**** Source information ****

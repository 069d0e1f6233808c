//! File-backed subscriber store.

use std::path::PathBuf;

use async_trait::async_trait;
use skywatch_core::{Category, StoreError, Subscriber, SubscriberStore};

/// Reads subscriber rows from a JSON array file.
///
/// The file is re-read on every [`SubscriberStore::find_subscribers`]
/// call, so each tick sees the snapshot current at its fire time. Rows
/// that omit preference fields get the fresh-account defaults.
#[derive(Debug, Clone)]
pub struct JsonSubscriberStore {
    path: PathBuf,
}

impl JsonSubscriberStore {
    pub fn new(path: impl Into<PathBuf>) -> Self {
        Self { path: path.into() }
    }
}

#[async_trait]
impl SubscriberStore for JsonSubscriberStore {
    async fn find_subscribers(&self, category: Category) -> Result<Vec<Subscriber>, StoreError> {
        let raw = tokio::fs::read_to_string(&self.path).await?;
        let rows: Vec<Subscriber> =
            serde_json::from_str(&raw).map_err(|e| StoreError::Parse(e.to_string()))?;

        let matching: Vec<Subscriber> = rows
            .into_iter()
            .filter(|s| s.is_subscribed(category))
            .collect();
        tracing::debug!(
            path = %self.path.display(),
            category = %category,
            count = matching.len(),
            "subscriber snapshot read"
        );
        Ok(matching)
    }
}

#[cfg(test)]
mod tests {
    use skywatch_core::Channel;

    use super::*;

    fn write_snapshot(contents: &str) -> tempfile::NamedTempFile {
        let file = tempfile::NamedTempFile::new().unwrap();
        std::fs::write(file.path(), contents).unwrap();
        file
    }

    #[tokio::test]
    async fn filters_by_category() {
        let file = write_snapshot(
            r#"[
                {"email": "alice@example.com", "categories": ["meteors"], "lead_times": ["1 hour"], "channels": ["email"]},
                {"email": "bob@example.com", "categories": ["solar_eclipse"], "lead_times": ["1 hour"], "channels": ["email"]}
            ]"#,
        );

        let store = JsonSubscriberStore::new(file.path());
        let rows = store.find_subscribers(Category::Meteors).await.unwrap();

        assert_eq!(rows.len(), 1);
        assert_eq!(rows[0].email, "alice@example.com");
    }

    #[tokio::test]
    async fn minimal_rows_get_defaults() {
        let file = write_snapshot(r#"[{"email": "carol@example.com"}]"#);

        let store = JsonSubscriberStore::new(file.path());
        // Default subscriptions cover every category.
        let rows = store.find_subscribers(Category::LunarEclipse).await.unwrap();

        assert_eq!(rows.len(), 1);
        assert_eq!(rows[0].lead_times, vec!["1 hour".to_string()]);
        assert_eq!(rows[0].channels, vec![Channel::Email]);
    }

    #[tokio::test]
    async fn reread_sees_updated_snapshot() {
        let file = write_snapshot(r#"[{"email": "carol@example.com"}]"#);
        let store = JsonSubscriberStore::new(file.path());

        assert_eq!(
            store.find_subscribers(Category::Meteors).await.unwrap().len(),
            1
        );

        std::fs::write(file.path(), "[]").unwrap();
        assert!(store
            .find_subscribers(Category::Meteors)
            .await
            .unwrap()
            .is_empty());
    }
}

****

[Task prompt] Copy every line of the material above in which the string "await" can be found.

[Output for this task]
        let raw = tokio::fs::read_to_string(&self.path).await?;
        let rows = store.find_subscribers(Category::Meteors).await.unwrap();
        let rows = store.find_subscribers(Category::LunarEclipse).await.unwrap();
            store.find_subscribers(Category::Meteors).await.unwrap().len(),
            .await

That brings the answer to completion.